In the review, published in JAMA Network Open, investigators examined 44 studies: 30 randomized clinical trials (RCTs) with 1,314 participants and 14 cohort studies with 1,168 participants, totaling 2,482 participants. They evaluated nine different skeletal muscle relaxants (SMRs) used for at least 1 month to treat various chronic pain syndromes.

Evidence was strongest for SMR efficacy in treating muscle spasms, painful cramps, and neck pain. SMRs showed little to no benefit compared with placebo for fibromyalgia, low back pain, and headaches.

For fibromyalgia, five studies examined cyclobenzaprine, three examined tizanidine, and one each examined chlormezanone, eperisone, and carisoprodol. Cyclobenzaprine improved sleep disturbance but not other outcomes compared with placebo. Tizanidine showed improvements in pain intensity from baseline in cohort studies.

In osteoarthritis studies, chlormezanone reduced sleep disturbances in neck osteoarthritis but not in other joints. Eperisone improved neck pain compared with placebo at 6 weeks.

The investigators systematically searched Ovid MEDLINE, Embase, Web of Science, CINAHL, and Cochrane databases through December 4, 2023. They included articles published in English, Spanish, and Italian, focusing on studies examining SMR use for at least 1 month for chronic pain.

The studies were categorized by pain syndrome: low back pain (5 studies), fibromyalgia (11 studies), headaches/trigeminal neuralgia (10 studies), painful cramps/spasticity (10 studies), and other syndromes (8 studies).

The most commonly studied SMRs were baclofen (11 studies, 25%), tizanidine (8 studies, 18%), and cyclobenzaprine (7 studies, 16%). Other medications included eperisone, quinine, carisoprodol, orphenadrine, chlormezanone, and methocarbamol.

Of the studies, 30% lasted 4 weeks, 56% lasted 4 to 12 weeks, and 16% lasted more than 12 weeks.

Quality assessment revealed a low to moderate risk of bias for RCTs and fair to good quality for cohort studies. Common issues included a lack of blinding in RCTs and low comparability of cohorts in observational studies.

The review noted that SMR prescribing doubled between 2005 and 2016, with physician visits for continuing SMR prescriptions tripling during the same period.

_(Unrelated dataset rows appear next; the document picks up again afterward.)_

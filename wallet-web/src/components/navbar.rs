//! Navigation Bar Component

use leptos::prelude::*;
use leptos_router::components::A;

use crate::utils::constants::NETWORK_NAME;

#[component]
pub fn Navbar() -> impl IntoView {
    view! {
        <nav>
            <div class="nav-inner">
                <A href="/" attr:class="nav-link-clean">
                    <span class="nav-title">"MetaMask Demo"</span>
                </A>
                <span class="nav-badge">{NETWORK_NAME}</span>
            </div>
        </nav>
    }
}
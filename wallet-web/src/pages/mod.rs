//! Page modules

pub mod wallet;

pub use wallet::WalletPage;
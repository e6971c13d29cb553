//! Wallet services: provider gateway, injected implementation, session flows

pub mod injected;
pub mod provider;
pub mod session;

use std::rc::Rc;

use leptos::prelude::*;
use send_wrapper::SendWrapper;

use provider::WalletGateway;

/// Handle to the wallet gateway injected at the composition root.
///
/// Components never touch `window.ethereum` directly; they reach the
/// provider through this handle so a test double can stand in for it.
///
/// The gateway is `!Send` (it wraps `window.ethereum`), but Leptos
/// context requires `Send + Sync`. `SendWrapper` bridges that on the
/// single-threaded WASM target, where the value is only ever touched
/// from the one browser thread.
#[derive(Clone)]
pub struct GatewayHandle(pub SendWrapper<Rc<dyn WalletGateway>>);

pub fn provide_gateway(gateway: Rc<dyn WalletGateway>) {
    provide_context(GatewayHandle(SendWrapper::new(gateway)));
}

pub fn use_gateway() -> GatewayHandle {
    expect_context::<GatewayHandle>()
}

Approximately 30% of the patients using opioids were also prescribed SMRs, increasing the risk of opioid-related overdose, particularly with longer use.

Limitations included restricting the review to English, Spanish, and Italian publications and the inability to conduct meta-analyses because of study heterogeneity.

The authors declared no competing interests.